▶ _Brief_
Write out again only the lines that run from the start of the entries to the line containing "pub trait Dispatch", both included.

▶ _Records from a data source_

*-*-*

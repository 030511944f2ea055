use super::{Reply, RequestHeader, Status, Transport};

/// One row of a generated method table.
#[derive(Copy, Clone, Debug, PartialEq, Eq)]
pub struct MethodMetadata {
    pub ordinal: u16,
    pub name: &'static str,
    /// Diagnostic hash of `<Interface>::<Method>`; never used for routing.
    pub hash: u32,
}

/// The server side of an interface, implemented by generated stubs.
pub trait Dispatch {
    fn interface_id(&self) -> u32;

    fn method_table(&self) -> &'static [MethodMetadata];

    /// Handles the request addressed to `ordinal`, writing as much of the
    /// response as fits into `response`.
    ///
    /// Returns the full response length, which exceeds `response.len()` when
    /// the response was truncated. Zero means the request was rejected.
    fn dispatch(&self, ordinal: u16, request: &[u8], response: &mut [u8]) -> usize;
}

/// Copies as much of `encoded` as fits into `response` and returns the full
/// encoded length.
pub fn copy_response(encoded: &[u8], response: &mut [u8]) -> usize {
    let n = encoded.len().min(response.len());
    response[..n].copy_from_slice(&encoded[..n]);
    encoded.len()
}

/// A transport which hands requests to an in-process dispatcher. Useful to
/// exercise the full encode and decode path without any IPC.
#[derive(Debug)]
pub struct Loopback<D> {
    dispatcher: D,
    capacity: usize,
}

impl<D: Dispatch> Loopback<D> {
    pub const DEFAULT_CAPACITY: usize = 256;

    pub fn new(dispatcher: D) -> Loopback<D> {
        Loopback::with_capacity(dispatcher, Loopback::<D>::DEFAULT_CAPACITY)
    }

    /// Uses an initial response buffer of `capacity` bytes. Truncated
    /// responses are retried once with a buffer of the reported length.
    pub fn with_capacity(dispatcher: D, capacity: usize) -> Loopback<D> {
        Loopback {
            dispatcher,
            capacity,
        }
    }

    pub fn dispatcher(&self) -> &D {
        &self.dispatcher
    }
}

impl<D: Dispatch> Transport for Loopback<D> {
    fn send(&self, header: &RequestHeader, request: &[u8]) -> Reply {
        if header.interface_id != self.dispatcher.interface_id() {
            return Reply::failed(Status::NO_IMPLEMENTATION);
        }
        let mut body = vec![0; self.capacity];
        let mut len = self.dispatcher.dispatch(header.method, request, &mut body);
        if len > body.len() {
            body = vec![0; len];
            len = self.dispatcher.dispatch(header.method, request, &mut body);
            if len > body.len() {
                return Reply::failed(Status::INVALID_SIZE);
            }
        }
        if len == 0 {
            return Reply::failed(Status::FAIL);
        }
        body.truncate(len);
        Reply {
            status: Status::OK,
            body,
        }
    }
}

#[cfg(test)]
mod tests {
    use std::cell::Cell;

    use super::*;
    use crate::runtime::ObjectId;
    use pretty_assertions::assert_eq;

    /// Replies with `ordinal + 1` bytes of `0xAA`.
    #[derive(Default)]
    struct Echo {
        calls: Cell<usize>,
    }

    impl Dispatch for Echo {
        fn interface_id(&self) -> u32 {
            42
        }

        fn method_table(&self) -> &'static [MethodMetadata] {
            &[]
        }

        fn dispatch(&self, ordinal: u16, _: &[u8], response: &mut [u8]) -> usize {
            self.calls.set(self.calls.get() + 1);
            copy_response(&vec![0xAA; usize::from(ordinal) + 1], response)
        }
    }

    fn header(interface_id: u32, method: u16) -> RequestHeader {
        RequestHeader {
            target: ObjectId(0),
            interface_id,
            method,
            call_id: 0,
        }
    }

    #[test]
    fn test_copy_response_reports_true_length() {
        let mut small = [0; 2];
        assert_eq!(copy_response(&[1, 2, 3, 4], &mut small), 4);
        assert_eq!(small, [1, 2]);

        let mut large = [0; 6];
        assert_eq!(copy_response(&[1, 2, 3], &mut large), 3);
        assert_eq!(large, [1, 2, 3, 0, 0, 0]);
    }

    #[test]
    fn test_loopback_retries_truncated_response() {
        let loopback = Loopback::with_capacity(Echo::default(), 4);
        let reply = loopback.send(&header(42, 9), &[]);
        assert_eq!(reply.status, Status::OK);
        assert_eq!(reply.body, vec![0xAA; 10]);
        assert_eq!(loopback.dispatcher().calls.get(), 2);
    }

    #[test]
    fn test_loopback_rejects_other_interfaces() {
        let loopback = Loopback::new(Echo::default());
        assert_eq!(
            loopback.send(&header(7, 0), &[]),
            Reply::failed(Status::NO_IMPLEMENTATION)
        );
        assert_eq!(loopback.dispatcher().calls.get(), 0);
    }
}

*-*-*

▶ _Response to the exercise_
repository 030511944f2ea055
use super::{Reply, RequestHeader, Status, Transport};

/// One row of a generated method table.
#[derive(Copy, Clone, Debug, PartialEq, Eq)]
pub struct MethodMetadata {
    pub ordinal: u16,
    pub name: &'static str,
    /// Diagnostic hash of `<Interface>::<Method>`; never used for routing.
    pub hash: u32,
}

/// The server side of an interface, implemented by generated stubs.
pub trait Dispatch {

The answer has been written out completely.